Payout Transaction is unconfirmed after 3 days

The payout transaction (txid: https://bitaps.com/7b9b551bc2860e590f54dc65a82cc5c2163a93b82c2191cdf111b80de44558c9) is still unconfirmed, three days after the seller has confirmed they received the funds. Before I realized it was unconfirmed I created a withdrawal transaction sending the BTC to an external wallet (Coinbase).

It is mentioned in other posts that if not confirmed for 1-2 weeks then “it has not left your wallet”. But in this case, does it meant it has not left the seller’s wallet? Does it go back to them, even though I have already paid?

I also read here: Child Pay For Parent TX - that I could start a new transaction with fees sufficient enough to accelerate the confirmation of input transactions. However, I have already sent these BTC to Coinbase, where it shows as “Pending” and there appears to be no way to send the BTC out of it via Coinbase until after it clears. Is there a way around that?

Finally, I’ve read somewhere that a potential way to rollback the transaction is to “double spend” the BTC involved, but I’m afraid I don’t know how that’s done. If that, indeed, is the way to go, I’d appreciate if you could offer instruction as to how to do that.

Thank you.

The transaction seems to be confirmed now. :slight_smile:

Yes, it is. However, would you take a minute and address my points for future reference, and for the benefit of anyone else having the same questions.
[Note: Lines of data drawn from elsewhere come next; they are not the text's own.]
use std::any::{Any, TypeId};
use std::cell::{Ref, RefCell};
use std::fmt::Debug;
use std::hash::Hash;
use std::rc::{Rc, Weak};

use crate::binding::{PropertyBinding, UntypedPropertyBinding, WriteBack};
use crate::error::BindingError;
use crate::evaluation::{self, CompatPropertyFrame};
use crate::hashed::{hash_of, HashFn, Hashed};
use crate::observer::{ChangeHandler, NotifyState, ObserverKind};
use crate::storage::BindingStorage;

type Setter<T> = Box<dyn Fn(&CompatProperty<T>, T)>;

/// An eagerly evaluated property for code paths that must see a
/// synchronously updated plain field rather than a lazily recomputed
/// one. A binding installed here pushes every recomputed value through
/// the owning setter immediately; the slot lives in the object's
/// [`BindingStorage`] instead of inline.
pub struct CompatProperty<T> {
	data: Rc<CompatData<T>>,
}

struct CompatData<T> {
	value: RefCell<Hashed<T>>,
	hasher: Option<HashFn<T>>,
	setter: Option<Setter<T>>,
	storage: BindingStorage,
	this: Weak<CompatData<T>>,
}

impl<T> Clone for CompatProperty<T> {
	fn clone(&self) -> Self {
		CompatProperty {
			data: self.data.clone(),
		}
	}
}

impl<T: Hash + 'static> CompatProperty<T> {
	pub fn new(storage: &BindingStorage, value: T) -> Self {
		Self::build(storage, value, Some(hash_of::<T>), None)
	}

	/// A compatibility property with an owning setter. The setter is
	/// invoked with every new value the binding pushes; it performs the
	/// actual write by calling [`set_value`](Self::set_value), plus
	/// whatever imperative side effects the owner needs.
	pub fn with_setter(
		storage: &BindingStorage,
		value: T,
		setter: impl Fn(&CompatProperty<T>, T) + 'static,
	) -> Self {
		Self::build(storage, value, Some(hash_of::<T>), Some(Box::new(setter)))
	}
}

impl<T: 'static> CompatProperty<T> {
	fn build(
		storage: &BindingStorage,
		value: T,
		hasher: Option<HashFn<T>>,
		setter: Option<Setter<T>>,
	) -> Self {
		CompatProperty {
			data: Rc::new_cyclic(|this| CompatData {
				value: RefCell::new(Hashed::new(value, hasher)),
				hasher,
				setter,
				storage: storage.clone(),
				this: this.clone(),
			}),
		}
	}

	/// The key of this property in its [`BindingStorage`].
	fn key(&self) -> usize {
		Rc::as_ptr(&self.data) as usize
	}

	/// Reads the backing field. Inside the property's own write-through
	/// wrapper this is a plain read; otherwise a dirty binding is
	/// pulled first and the read registers with whatever binding is
	/// currently evaluating.
	pub fn value(&self) -> Ref<'_, T> {
		let key = self.key();
		if !evaluation::in_compat_wrapper(key) {
			let cell = match self.data.storage.slot(key) {
				Some(cell) => Some(cell),
				None if evaluation::currently_evaluating_binding().is_some() => {
					Some(self.data.storage.slot_or_create(key))
				}
				None => None,
			};
			if let Some(cell) = cell {
				evaluation::register_with_currently_evaluating(&cell);
				if let Some(binding) = cell.binding() {
					let _ = binding.evaluate_if_dirty_and_return_changed();
				}
			}
		}
		Ref::map(self.data.value.borrow(), |hashed| &hashed.value)
	}

	pub fn get(&self) -> T
	where
		T: Clone,
	{
		self.value().clone()
	}

	/// Imperative write. Outside the write-through wrapper this
	/// overrides and removes any installed binding; inside it the
	/// binding stays and the write is the binding's own result landing
	/// in the field.
	pub fn set_value(&self, value: T) {
		let key = self.key();
		let cell = self.data.storage.slot(key);
		if let Some(cell) = &cell {
			if !evaluation::in_compat_wrapper(key) {
				cell.remove_binding();
			}
		}
		if !self.data.value.borrow_mut().replace(value, self.data.hasher) {
			return;
		}
		if let Some(cell) = cell {
			let mut state = NotifyState::known_changed();
			cell.notify_observers(None, &mut state);
		}
	}

	/// Installs a binding in the eager discipline: it is evaluated
	/// immediately and the setter is invoked with the result, and every
	/// later dependency change pushes synchronously the same way.
	pub fn set_binding(
		&self,
		binding: PropertyBinding<T>,
	) -> Result<Option<PropertyBinding<T>>, BindingError> {
		self.set_binding_untyped(binding.into_untyped())
	}

	pub fn set_binding_untyped(
		&self,
		binding: UntypedPropertyBinding,
	) -> Result<Option<PropertyBinding<T>>, BindingError> {
		if binding.value_type() != TypeId::of::<T>() {
			return Err(BindingError::TypeMismatch);
		}

		let key = self.key();
		let weak = self.data.this.clone();
		let writer: WriteBack = Rc::new(move |boxed: Box<dyn Any>| {
			let Some(data) = weak.upgrade() else {
				return false;
			};
			let value = match boxed.downcast::<T>() {
				Ok(value) => *value,
				Err(_) => return false,
			};
			// candidate equal to the current value: skip the setter
			if !data.differs(&value) {
				return false;
			}
			let _frame = CompatPropertyFrame::push(key);
			let property = CompatProperty { data: data.clone() };
			match &data.setter {
				Some(setter) => setter(&property, value),
				None => property.set_value(value),
			}
			true
		});

		binding.data.set_eager(true);
		let cell = self.data.storage.slot_or_create(key);
		let old = cell.install_binding(binding.data, writer);
		Ok(old.map(PropertyBinding::from_data))
	}

	pub fn has_binding(&self) -> bool {
		self.data
			.storage
			.slot(self.key())
			.map(|cell| cell.has_binding())
			.unwrap_or(false)
	}

	pub fn binding(&self) -> Option<PropertyBinding<T>> {
		self.data
			.storage
			.slot(self.key())?
			.binding()
			.map(PropertyBinding::from_data)
	}

	pub fn take_binding(&self) -> Option<PropertyBinding<T>> {
		self.data
			.storage
			.slot(self.key())?
			.remove_binding()
			.map(PropertyBinding::from_data)
	}

	pub fn binding_error(&self) -> Option<BindingError> {
		self.data
			.storage
			.slot(self.key())?
			.binding()
			.and_then(|binding| binding.error())
	}

	pub fn on_change(&self, func: impl Fn() + 'static) -> ChangeHandler {
		let cell = self.data.storage.slot_or_create(self.key());
		let id = cell.add_observer(ObserverKind::ChangeHandler(Rc::new(func)));
		ChangeHandler {
			slot: Rc::downgrade(&cell),
			id,
		}
	}

	pub fn subscribe(&self, func: impl Fn() + 'static) -> ChangeHandler {
		func();
		self.on_change(func)
	}
}

impl<T> CompatData<T> {
	fn differs(&self, value: &T) -> bool {
		match (self.value.borrow().hash, self.hasher) {
			(Some(current), Some(hasher)) => hasher(value) != current,
			_ => true,
		}
	}
}

impl<T> Drop for CompatData<T> {
	fn drop(&mut self) {
		// the slot in the object's storage is keyed by our address
		let key = self as *const CompatData<T> as usize;
		self.storage.remove(key);
	}
}

impl<T> Debug for CompatProperty<T>
where
	T: Debug + 'static,
{
	fn fmt(&self, f: &mut std::fmt::Formatter<'_>) -> std::fmt::Result {
		self.data.value.borrow().value.fmt(f)
	}
}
  1. What happens if the payout transaction goes unconfirmed for a time long enough to go back to “where it came from”?

  2. Since fees seem to be the deciding factor, does the buyer have any control over the fees charged on the “Payout Transaction”?

  3. Is double spend really an option for rolling back a transaction like that described? If so, how does one go about doing that? (Considering the BTC went to Coinbase, where it is still showing as “Pending” and not available for transactions)

  1. I don’t know, but maybe the app never stops waiting for payout transaction to confirm and just continues being in the same state. Perhaps @ManfredKarrer can help us with this :slight_smile:

  2. No, as far as I know. This could possibly lead to some troubles in the trade depending on how this is exactly implemented in the protocol.

  3. Any transaction that was not confirmed basically didn’t happen as far as the blockchain is concerned. In the worst case scenario you can always ignore transactions that are unconfirmed as they didn’t happen. In Bisq, this would probably require intervention by the arbitrator, as these bugs usually do.